Americans on average will visit a care provider about 300 times over the course of their lives. That’s hundreds of blood pressure readings, numerous diagnoses, and hundreds of entries into a patient’s medical record—and that’s potentially with dozens of different doctors. So it’s understandable, inevitable even, that patients would struggle to keep every provider up-to-date on their medical history.

This issue is compounded by much of our healthcare information being fragmented among multiple, incompatible health systems’ electronic health records. The majority of these systems store and exchange health information in unique, often proprietary ways—and thus don’t effectively talk with one another.

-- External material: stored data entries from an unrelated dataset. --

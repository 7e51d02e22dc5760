//! aarch64 context switching (AAPCS64)

use std::arch::naked_asm;

/// Callee-saved register set of a suspended context
///
/// x19..x28, fp (x29), lr (x30), sp, then the low halves of v8..v15.
/// Offsets are hard-coded in `switch_context`.
#[repr(C)]
#[derive(Debug, Default, Clone, Copy)]
pub struct SavedContext {
    pub x: [u64; 12], // 0x00: x19..x30
    pub sp: u64,      // 0x60
    pub d: [u64; 8],  // 0x68: d8..d15
}

/// Prepare `ctx` so that switching to it calls `entry(arg)` on a fresh stack
///
/// `entry` must never return.
///
/// # Safety
///
/// `stack_top` must be the high end of a writable stack region.
#[inline]
pub unsafe fn init_context(
    ctx: &mut SavedContext,
    stack_top: *mut u8,
    entry: unsafe extern "C" fn(usize),
    arg: usize,
) {
    let sp = (stack_top as usize) & !0xF;

    *ctx = SavedContext::default();
    ctx.x[0] = entry as usize as u64; // x19
    ctx.x[1] = arg as u64; // x20
    ctx.x[11] = fiber_entry_trampoline as usize as u64; // lr
    ctx.sp = sp as u64;
}

#[unsafe(naked)]
unsafe extern "C" fn fiber_entry_trampoline() {
    naked_asm!(
        "mov x29, xzr",
        "mov x0, x20",
        "blr x19",
        // Fiber entries never return
        "brk #1",
    );
}

/// Save the current context into `from` and resume `to`
///
/// # Safety
///
/// Same contract as the x86_64 version.
#[unsafe(naked)]
pub unsafe extern "C" fn switch_context(_from: *mut SavedContext, _to: *const SavedContext) {
    naked_asm!(
        // Save into `from` (x0)
        "stp x19, x20, [x0, #0x00]",
        "stp x21, x22, [x0, #0x10]",
        "stp x23, x24, [x0, #0x20]",
        "stp x25, x26, [x0, #0x30]",
        "stp x27, x28, [x0, #0x40]",
        "stp x29, x30, [x0, #0x50]",
        "mov x9, sp",
        "str x9, [x0, #0x60]",
        "stp d8, d9, [x0, #0x68]",
        "stp d10, d11, [x0, #0x78]",
        "stp d12, d13, [x0, #0x88]",
        "stp d14, d15, [x0, #0x98]",
        // Load from `to` (x1)
        "ldp x19, x20, [x1, #0x00]",
        "ldp x21, x22, [x1, #0x10]",
        "ldp x23, x24, [x1, #0x20]",
        "ldp x25, x26, [x1, #0x30]",
        "ldp x27, x28, [x1, #0x40]",
        "ldp x29, x30, [x1, #0x50]",
        "ldr x9, [x1, #0x60]",
        "mov sp, x9",
        "ldp d8, d9, [x1, #0x68]",
        "ldp d10, d11, [x1, #0x78]",
        "ldp d12, d13, [x1, #0x88]",
        "ldp d14, d15, [x1, #0x98]",
        // lr is either the caller of an earlier switch or the trampoline
        "ret",
    );
}

#[cfg(test)]
mod tests {
    use super::*;
    use std::mem::{offset_of, size_of};

    #[test]
    fn test_layout_matches_asm() {
        assert_eq!(offset_of!(SavedContext, sp), 0x60);
        assert_eq!(offset_of!(SavedContext, d), 0x68);
        assert_eq!(size_of::<SavedContext>(), 0xA8);
    }
}
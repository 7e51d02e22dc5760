//! Fiber identifier type

use core::fmt;
use core::sync::atomic::{AtomicU64, Ordering};

/// Debugging identifier of a fiber
///
/// Identifiers are handed out from a process-wide counter and never
/// reused. Zero is reserved for master fibers (the scheduler context of
/// each worker thread), which never run user code.
#[derive(Clone, Copy, PartialEq, Eq, PartialOrd, Ord, Hash)]
#[repr(transparent)]
pub struct FiberId(u64);

static NEXT_FIBER_ID: AtomicU64 = AtomicU64::new(1);

impl FiberId {
    /// Identifier carried by master fibers
    pub const MASTER: FiberId = FiberId(0);

    /// Allocate a fresh identifier
    #[inline]
    pub fn next() -> Self {
        FiberId(NEXT_FIBER_ID.fetch_add(1, Ordering::Relaxed))
    }

    /// Create a FiberId from a raw value
    #[inline]
    pub const fn new(id: u64) -> Self {
        FiberId(id)
    }

    /// Get the raw u64 value
    #[inline]
    pub const fn as_u64(self) -> u64 {
        self.0
    }

    /// Check if this is the master fiber identifier
    #[inline]
    pub const fn is_master(self) -> bool {
        self.0 == 0
    }
}

impl From<u64> for FiberId {
    #[inline]
    fn from(id: u64) -> Self {
        FiberId(id)
    }
}

impl From<FiberId> for u64 {
    #[inline]
    fn from(id: FiberId) -> Self {
        id.0
    }
}

impl fmt::Debug for FiberId {
    fn fmt(&self, f: &mut fmt::Formatter<'_>) -> fmt::Result {
        if self.is_master() {
            write!(f, "FiberId(MASTER)")
        } else {
            write!(f, "FiberId({})", self.0)
        }
    }
}

impl fmt::Display for FiberId {
    fn fmt(&self, f: &mut fmt::Formatter<'_>) -> fmt::Result {
        if self.is_master() {
            write!(f, "master")
        } else {
            write!(f, "{}", self.0)
        }
    }
}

Fortunately, recent news from Apple points to a reprieve for patients struggling to keep all of their providers up-to-date. Apple has teamed with roughly a dozen hospitals across the country, including the likes of Geisinger Health, Johns Hopkins Medicine, and Cedars-Sinai Medical Center, to make patient’s medical history available to them on their phone. Patients can bring their phone with them to participating health systems and provide caregivers with an up-to-date medical history.

Empowering patients with the ability to carry their health records on their phone is great, and will surely help them overcome the issue of fragmented healthcare records. Yet the underlying standardization of how healthcare data is exchanged that has made this possible is the real feat. In fact, this standardization may potentially pave the way for innovation and rapid expansion of the health information technology (HIT) industry.